1.3 We reserve the right to amend this Data Processing Policy from time to time without prior notice. You are advised to check our website www.mooreeducation.co.uk regularly for any amendments.
1.4 We will always comply (and be able to demonstrate our compliance) with relevant data protection legislation, including the General Data Protection Regulation (“GDPR”) when processing your personal data. Further details on the GDPR can be found at the Information Commissioner’s Office website (https://ico.org.uk/). For the purposes of data protection legislation, we will be the “controller” or “data controller” of all personal data held in respect of this Policy.
2. WHO ARE WE?
2.1 Moore Education (“we”/“us”/“our” etc) is committed to protecting the privacy of your personal data collected in the course of our business. W
3. DATA PROCESSING
3.1 In this Policy we use certain terms from the relevant data protection legislation;
(a) “data subject” - anyone who can be identified from personal data;
(b) “controller/data controller” - a business which holds personal data and decides how it should be processed;
(c) “processor/data processor” - a business which holds personal data on behalf of a controller and processes it in accordance with the controller’s instructions;
(d) “personal data” - recorded information we hold about you from which you can be identified. It may include contact details, other personal information, photographs, expressions of opinion about you or indications as to our intentions about you;
(e) “special categories of personal data” - personal data relating to your racial or ethnic origin, political opinions, religious or philosophical beliefs, trade union membership, genetic data, biometric data, health, sex life or sexual orientation;
(f) “processing” - doing anything with personal data including collecting, using, storing, accessing, disclosing and destroying it.

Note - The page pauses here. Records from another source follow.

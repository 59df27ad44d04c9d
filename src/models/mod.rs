pub mod appointment;
pub mod calendar_date;
pub mod coordinate;
pub mod schedule;
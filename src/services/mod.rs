pub mod drive_time;
pub mod geocoder;
pub mod rate_limiter;
pub mod store;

5. HOW WE PROTECT YOUR PERSONAL DATA
5.1 We will only process your personal data to the extent that it is necessary for the purposes specified in this Policy and we will keep the personal data we store about you accurate and up to date. Where it is inaccurate or out of date, it will be destroyed - please let us know if your personal details change or if you become aware of any inaccuracies in the personal data we hold about you.

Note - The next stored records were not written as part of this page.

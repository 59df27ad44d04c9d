use crate::handlers::schedule::{measure, nearby, slot};
use crate::models::schedule::{DistanceRequest, NearbyRequest, SlotRequest};
use actix_web::{HttpResponse, Responder, ResponseError, post, web};

#[post("/distance")]
async fn distance(body: web::Json<DistanceRequest>) -> impl Responder {
    HttpResponse::Ok().json(measure(&body))
}

#[post("/nearby")]
async fn nearby_points(body: web::Json<NearbyRequest>) -> impl Responder {
    match nearby(&body) {
        Ok(found) => HttpResponse::Ok().json(found),
        Err(e) => e.error_response(),
    }
}

#[post("/slot")]
async fn suggest_time(body: web::Json<SlotRequest>) -> impl Responder {
    match slot(&body) {
        Ok(suggested) => HttpResponse::Ok().json(suggested),
        Err(e) => e.error_response(),
    }
}

pub fn init(cfg: &mut web::ServiceConfig) {
    cfg.service(distance).service(nearby_points).service(suggest_time);
}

5.2 We will not keep your personal data for longer than is necessary for the purposes specified in this Policy. Where it is no longer required, it will be pseudonymised, anonymised, destroyed or erased as appropriate.
5.3 We will never sell your personal data or make it available to any third parties without your prior consent (which you are free to withhold) except:
(a) where we use a processor, in which case we will ensure that the processor complies with this Policy and all relevant data protection legislation;
(b) where we are required to do so by law;
(c) as set out in the table above
(d) if we sell any part of our business or assets (in which case we may disclose your personal data confidentially to the prospective buyer as appropriate in accordance with our legitimate interests).

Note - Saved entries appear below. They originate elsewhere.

use async_trait::async_trait;
use mongodb::bson::{self, doc};
use mongodb::{Client, Collection, IndexModel};
use serde::{Deserialize, Serialize};
use tracing::info;
use uuid::Uuid;

use super::{AppointmentStore, sort_chronologically};
use crate::errors::{StoreError, StoreResult};
use crate::models::appointment::{Appointment, AppointmentPatch, AppointmentStatus, NewAppointment};
use crate::models::calendar_date;
use crate::models::coordinate::Coordinate;

const COLLECTION: &str = "appointments";

/// Appointment as stored in MongoDB.
#[derive(Debug, Clone, Serialize, Deserialize)]
struct AppointmentDocument {
    #[serde(rename = "_id")]
    id: String,
    owner_id: String,
    name: String,
    address: String,
    lat: f64,
    lng: f64,
    date: String, // YYYY-MM-DD
    time: String,
    duration: u32,
    notes: String,
    status: AppointmentStatus,
    created_at: bson::DateTime,
    updated_at: bson::DateTime,
}

impl AppointmentDocument {
    fn from_appointment(appointment: &Appointment, created_at: bson::DateTime) -> Self {
        AppointmentDocument {
            id: appointment.id.clone(),
            owner_id: appointment.owner_id.clone(),
            name: appointment.name.clone(),
            address: appointment.address.clone(),
            lat: appointment.location.lat(),
            lng: appointment.location.lng(),
            date: appointment.date.format("%Y-%m-%d").to_string(),
            time: appointment.time.clone(),
            duration: appointment.duration,
            notes: appointment.notes.clone(),
            status: appointment.status,
            created_at,
            updated_at: bson::DateTime::now(),
        }
    }
}

impl TryFrom<AppointmentDocument> for Appointment {
    type Error = StoreError;

    fn try_from(d: AppointmentDocument) -> Result<Self, Self::Error> {
        let location = Coordinate::new(d.lat, d.lng)
            .map_err(|e| StoreError::Backend(format!("document {}: {e}", d.id)))?;
        let date = calendar_date::parse(&d.date)
            .ok_or_else(|| StoreError::Backend(format!("document {}: bad date {}", d.id, d.date)))?;

        Ok(Appointment {
            id: d.id,
            owner_id: d.owner_id,
            name: d.name,
            address: d.address,
            location,
            date,
            time: d.time,
            duration: d.duration,
            notes: d.notes,
            status: d.status,
        })
    }
}

pub struct MongoStore {
    collection: Collection<AppointmentDocument>,
}

impl MongoStore {
    pub async fn connect(uri: &str, database: &str) -> StoreResult<Self> {
        let client = Client::with_uri_str(uri).await?;
        let db = client.database(database);
        db.run_command(doc! { "ping": 1 }).await?;

        let collection = db.collection::<AppointmentDocument>(COLLECTION);
        collection
            .create_index(IndexModel::builder().keys(doc! { "owner_id": 1 }).build())
            .await?;

        info!("connected to mongodb database {}", database);
        Ok(MongoStore { collection })
    }

    async fn find_document(&self, id: &str) -> StoreResult<AppointmentDocument> {
        self.collection
            .find_one(doc! { "_id": id })
            .await?
            .ok_or_else(|| StoreError::NotFound(id.to_string()))
    }
}

#[async_trait]
impl AppointmentStore for MongoStore {
    async fn fetch_for_owner(&self, owner_id: &str) -> StoreResult<Vec<Appointment>> {
        let mut cursor = self.collection.find(doc! { "owner_id": owner_id }).await?;

        let mut appointments = Vec::new();
        while cursor.advance().await? {
            let document = cursor.deserialize_current()?;
            appointments.push(Appointment::try_from(document)?);
        }

        sort_chronologically(&mut appointments);
        Ok(appointments)
    }

    async fn create(&self, owner_id: &str, appointment: NewAppointment) -> StoreResult<Appointment> {
        let appointment =
            appointment.into_appointment(Uuid::new_v4().to_string(), owner_id.to_string());
        let document = AppointmentDocument::from_appointment(&appointment, bson::DateTime::now());

        self.collection.insert_one(&document).await?;
        Ok(appointment)
    }

    async fn update(&self, id: &str, patch: AppointmentPatch) -> StoreResult<Appointment> {
        let existing = self.find_document(id).await?;
        let created_at = existing.created_at;

        let mut appointment = Appointment::try_from(existing)?;
        patch.apply(&mut appointment);

        let document = AppointmentDocument::from_appointment(&appointment, created_at);
        let result = self
            .collection
            .replace_one(doc! { "_id": id }, &document)
            .await?;
        if result.matched_count == 0 {
            return Err(StoreError::NotFound(id.to_string()));
        }

        Ok(appointment)
    }

    async fn delete(&self, id: &str) -> StoreResult<()> {
        let result = self.collection.delete_one(doc! { "_id": id }).await?;
        if result.deleted_count == 0 {
            return Err(StoreError::NotFound(id.to_string()));
        }
        Ok(())
    }
}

5.4 We have implemented generally accepted standards of technology and operational security in order to protect personal data from loss, misuse, or unauthorised alteration or destruction. We will notify you promptly in the event of any breach of your personal data which might expose you to serious risk.
6. HOW LONG WE KEEP YOUR INFORMATION
6.1 We will hold your personal data on our systems for three years and for as long afterwards as it is in our legitimate interests to do so or for as long as necessary to comply with our legal obligations. We will review your personal data every year to establish whether we are still entitled to process it. If we decide that we are not entitled to do so, we will stop processing your personal data except we will retain your personal data in an archived form in order to be able to comply with future legal obligations e.g. compliance with tax requirements and exemptions and the establishment, exercise or defence or legal claims.
6.2 We securely destroy all financial information once we have used it and no longer need it.
7. YOUR RIGHTS
7.1 You have the following rights in respect of your personal data held by us. Please send all requests in respect of these rights to us:
(a) to access your personal data;
(b) to be provided with information about how your personal data is processed (this information is set out in this Policy);
(c) to have your personal data corrected where necessary (please contact us promptly should you become aware of any incorrect or out-of-date information);
(d) to have your personal data erased in certain circumstances;
(e) to object to or restrict how your personal data is processed;
(f) to have your personal data transferred to yourself or to another business.
7.2 If you consider that we have not complied with this Policy or the relevant data protection legislation in respect of your personal data, you should raise the matter with us. Any such breach will be taken seriously and will be dealt with in accordance with the relevant data protection legislation.
7.3 You have the right to take any complaints about how we process your personal data to the Information Commissioner:
Information Commissioner’s Office
0303 123 1113
7.4 For more details, please address any questions, comments and requests regarding our data processing practices to us.